◆ **What is expected**
Search the entries below for "EmbeddedMigrations". Report each line where it occurs.

Information shown section start

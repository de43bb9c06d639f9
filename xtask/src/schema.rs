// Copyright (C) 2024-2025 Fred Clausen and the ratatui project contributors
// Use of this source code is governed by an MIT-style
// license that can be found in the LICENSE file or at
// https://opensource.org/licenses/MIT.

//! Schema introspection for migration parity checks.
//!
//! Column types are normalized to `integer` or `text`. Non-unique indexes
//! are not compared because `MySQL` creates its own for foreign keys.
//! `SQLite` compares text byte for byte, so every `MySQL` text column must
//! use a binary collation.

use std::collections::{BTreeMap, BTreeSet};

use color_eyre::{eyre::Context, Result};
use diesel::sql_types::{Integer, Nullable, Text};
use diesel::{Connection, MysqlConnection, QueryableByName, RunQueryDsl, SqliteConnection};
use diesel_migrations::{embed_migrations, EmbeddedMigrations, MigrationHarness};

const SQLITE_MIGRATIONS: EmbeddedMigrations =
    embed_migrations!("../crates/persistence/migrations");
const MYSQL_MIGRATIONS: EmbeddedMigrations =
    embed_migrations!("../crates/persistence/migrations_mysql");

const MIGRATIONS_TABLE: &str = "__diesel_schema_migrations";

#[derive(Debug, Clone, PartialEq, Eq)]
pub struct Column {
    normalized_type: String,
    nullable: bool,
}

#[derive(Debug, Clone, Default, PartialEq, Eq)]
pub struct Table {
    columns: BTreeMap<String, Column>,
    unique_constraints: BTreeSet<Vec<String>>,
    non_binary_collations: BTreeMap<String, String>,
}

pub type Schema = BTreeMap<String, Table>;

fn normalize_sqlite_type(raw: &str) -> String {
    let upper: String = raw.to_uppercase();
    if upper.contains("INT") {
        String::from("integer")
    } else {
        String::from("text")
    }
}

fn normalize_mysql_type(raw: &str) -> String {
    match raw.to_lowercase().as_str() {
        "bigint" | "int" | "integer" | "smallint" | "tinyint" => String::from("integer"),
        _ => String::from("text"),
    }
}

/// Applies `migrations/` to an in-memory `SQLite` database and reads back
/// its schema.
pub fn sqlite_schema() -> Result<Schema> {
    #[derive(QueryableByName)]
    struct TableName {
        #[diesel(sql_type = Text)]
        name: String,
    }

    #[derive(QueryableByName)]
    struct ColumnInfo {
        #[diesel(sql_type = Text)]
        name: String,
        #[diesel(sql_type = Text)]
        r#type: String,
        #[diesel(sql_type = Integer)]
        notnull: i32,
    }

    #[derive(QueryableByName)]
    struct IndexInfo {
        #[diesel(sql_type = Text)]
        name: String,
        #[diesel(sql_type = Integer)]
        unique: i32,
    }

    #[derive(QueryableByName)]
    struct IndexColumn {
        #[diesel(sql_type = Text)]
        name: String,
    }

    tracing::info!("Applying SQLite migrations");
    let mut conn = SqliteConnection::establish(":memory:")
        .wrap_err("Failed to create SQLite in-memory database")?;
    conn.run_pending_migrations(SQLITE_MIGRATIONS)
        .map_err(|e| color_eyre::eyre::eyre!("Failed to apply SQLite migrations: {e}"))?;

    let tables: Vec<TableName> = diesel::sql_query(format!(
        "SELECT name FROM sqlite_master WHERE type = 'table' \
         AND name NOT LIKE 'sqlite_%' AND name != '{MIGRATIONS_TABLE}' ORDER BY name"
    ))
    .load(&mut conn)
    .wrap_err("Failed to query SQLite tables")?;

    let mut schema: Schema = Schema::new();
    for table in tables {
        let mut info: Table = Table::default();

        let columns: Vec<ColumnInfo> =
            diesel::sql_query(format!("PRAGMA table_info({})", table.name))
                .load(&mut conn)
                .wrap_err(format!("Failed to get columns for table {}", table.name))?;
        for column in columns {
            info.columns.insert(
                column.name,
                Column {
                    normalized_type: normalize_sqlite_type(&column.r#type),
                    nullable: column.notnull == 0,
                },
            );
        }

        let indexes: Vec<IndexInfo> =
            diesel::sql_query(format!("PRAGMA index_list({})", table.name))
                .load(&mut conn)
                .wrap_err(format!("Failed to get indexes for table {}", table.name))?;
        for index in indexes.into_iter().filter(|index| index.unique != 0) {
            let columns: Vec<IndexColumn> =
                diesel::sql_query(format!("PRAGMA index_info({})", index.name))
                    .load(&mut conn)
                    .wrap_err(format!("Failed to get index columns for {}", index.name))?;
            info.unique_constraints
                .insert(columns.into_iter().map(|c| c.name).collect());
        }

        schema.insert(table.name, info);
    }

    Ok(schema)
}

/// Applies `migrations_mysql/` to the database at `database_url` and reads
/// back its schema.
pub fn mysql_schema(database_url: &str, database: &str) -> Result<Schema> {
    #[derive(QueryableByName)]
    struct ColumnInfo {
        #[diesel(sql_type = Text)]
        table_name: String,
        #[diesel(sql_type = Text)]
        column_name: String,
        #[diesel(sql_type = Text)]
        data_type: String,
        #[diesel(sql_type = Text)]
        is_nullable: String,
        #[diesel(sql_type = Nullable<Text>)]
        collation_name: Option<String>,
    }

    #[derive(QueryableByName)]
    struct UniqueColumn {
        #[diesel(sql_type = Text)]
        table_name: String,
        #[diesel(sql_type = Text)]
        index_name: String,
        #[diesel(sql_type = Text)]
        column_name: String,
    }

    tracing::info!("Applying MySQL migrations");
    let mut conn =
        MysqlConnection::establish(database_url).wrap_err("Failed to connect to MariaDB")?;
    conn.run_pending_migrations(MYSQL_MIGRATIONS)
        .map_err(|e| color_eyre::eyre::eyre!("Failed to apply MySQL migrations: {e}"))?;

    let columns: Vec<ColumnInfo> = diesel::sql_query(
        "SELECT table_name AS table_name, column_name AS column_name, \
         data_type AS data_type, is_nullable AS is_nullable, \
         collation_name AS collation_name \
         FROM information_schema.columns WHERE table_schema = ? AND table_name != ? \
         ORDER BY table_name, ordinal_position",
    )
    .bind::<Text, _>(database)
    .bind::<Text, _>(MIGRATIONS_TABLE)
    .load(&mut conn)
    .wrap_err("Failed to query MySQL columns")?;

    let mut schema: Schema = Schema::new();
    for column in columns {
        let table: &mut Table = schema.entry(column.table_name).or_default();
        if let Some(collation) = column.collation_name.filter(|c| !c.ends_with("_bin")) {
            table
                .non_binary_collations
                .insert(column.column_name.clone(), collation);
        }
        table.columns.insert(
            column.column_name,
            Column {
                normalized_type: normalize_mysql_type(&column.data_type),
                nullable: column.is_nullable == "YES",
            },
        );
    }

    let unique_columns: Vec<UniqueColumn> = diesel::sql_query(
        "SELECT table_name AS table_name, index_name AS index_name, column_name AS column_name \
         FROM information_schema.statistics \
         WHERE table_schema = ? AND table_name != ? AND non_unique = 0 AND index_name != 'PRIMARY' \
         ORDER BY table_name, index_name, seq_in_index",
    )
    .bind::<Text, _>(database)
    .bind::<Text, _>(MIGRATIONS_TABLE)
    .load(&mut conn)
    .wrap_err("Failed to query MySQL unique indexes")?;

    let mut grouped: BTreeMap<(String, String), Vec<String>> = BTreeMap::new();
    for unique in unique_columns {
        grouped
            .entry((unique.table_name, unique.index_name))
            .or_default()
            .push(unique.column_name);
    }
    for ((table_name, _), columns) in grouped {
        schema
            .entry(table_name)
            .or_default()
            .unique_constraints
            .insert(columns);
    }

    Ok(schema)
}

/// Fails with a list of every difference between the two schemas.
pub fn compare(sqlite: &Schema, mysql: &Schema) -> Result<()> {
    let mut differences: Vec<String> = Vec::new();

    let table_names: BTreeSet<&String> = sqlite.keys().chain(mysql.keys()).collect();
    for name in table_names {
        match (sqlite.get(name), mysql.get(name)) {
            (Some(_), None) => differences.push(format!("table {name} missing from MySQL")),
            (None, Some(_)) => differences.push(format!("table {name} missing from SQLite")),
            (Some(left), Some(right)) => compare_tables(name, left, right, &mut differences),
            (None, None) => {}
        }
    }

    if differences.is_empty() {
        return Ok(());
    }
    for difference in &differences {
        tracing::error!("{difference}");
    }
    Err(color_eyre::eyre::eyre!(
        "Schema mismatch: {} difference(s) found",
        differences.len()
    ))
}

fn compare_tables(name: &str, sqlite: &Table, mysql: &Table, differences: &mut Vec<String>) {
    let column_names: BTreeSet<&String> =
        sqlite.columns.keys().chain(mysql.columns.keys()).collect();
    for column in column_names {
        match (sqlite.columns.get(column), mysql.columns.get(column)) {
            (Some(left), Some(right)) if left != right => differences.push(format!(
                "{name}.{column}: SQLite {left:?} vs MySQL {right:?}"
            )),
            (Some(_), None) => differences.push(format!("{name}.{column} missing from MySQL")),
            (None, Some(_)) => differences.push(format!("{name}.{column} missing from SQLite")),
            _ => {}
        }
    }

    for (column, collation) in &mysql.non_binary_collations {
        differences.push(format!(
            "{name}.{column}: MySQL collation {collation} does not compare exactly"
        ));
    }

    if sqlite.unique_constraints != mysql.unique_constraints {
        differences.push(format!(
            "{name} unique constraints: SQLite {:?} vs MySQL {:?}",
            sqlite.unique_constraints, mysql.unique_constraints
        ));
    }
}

Information shown section end

◆ **Task solution**
use diesel_migrations::{embed_migrations, EmbeddedMigrations, MigrationHarness};
const SQLITE_MIGRATIONS: EmbeddedMigrations =
const MYSQL_MIGRATIONS: EmbeddedMigrations =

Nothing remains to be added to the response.